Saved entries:
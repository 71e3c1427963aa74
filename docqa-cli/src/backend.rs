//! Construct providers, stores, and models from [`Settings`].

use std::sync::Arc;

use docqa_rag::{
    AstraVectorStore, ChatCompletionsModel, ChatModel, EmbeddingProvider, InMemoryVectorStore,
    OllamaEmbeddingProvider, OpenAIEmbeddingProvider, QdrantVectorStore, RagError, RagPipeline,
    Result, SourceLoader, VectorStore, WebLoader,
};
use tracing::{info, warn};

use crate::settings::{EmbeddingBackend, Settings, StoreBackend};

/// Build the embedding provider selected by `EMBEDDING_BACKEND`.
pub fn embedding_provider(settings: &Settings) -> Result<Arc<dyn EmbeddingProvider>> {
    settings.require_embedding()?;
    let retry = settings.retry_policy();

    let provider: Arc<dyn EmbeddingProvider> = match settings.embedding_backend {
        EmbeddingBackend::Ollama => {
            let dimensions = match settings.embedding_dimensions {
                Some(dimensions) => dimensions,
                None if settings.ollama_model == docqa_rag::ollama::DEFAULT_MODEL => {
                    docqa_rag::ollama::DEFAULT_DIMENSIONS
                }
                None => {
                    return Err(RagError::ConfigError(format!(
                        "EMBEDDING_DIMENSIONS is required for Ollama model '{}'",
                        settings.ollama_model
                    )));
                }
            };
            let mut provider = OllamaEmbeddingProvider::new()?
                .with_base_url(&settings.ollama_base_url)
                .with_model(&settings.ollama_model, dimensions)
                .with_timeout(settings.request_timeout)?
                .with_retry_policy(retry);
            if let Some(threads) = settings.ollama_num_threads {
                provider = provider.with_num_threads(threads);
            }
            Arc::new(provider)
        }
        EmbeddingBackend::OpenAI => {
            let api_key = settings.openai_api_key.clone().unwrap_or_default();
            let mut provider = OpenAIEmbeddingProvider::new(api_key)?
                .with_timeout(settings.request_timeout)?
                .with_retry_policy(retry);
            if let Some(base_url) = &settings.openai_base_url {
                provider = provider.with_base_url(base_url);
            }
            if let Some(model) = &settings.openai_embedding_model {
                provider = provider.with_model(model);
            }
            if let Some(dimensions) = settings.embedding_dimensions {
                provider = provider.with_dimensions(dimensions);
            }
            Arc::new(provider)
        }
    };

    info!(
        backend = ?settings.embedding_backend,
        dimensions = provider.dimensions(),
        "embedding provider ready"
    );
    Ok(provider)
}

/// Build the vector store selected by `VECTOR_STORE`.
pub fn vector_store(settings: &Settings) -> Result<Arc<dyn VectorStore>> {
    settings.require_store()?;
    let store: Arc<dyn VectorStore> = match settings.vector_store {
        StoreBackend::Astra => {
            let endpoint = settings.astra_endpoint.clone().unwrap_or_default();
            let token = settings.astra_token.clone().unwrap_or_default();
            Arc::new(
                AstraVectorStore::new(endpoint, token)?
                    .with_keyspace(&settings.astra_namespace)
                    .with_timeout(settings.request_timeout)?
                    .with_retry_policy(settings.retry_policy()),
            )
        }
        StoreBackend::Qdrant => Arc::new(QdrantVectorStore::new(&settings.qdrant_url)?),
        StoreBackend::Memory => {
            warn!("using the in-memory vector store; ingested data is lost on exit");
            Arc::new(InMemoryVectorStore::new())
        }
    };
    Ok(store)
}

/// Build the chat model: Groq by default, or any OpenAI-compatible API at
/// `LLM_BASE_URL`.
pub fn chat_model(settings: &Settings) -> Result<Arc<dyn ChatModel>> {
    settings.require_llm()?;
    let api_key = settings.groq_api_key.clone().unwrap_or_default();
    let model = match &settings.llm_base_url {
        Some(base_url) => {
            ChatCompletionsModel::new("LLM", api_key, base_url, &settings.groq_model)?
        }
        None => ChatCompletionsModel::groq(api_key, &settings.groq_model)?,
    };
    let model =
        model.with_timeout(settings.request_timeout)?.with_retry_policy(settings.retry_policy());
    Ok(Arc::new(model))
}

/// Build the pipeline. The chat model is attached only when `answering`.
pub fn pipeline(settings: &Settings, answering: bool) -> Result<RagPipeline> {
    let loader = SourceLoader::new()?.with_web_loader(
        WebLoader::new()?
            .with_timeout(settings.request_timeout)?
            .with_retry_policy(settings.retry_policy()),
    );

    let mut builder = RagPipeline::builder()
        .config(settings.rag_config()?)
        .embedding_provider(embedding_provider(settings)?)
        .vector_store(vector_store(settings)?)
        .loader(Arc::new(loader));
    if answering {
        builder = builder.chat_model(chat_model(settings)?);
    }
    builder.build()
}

## [About this task]
In the lines above, find the word "answering" and copy every line it occurs in.

## [Solution]
/// Build the pipeline. The chat model is attached only when `answering`.
pub fn pipeline(settings: &Settings, answering: bool) -> Result<RagPipeline> {
    if answering {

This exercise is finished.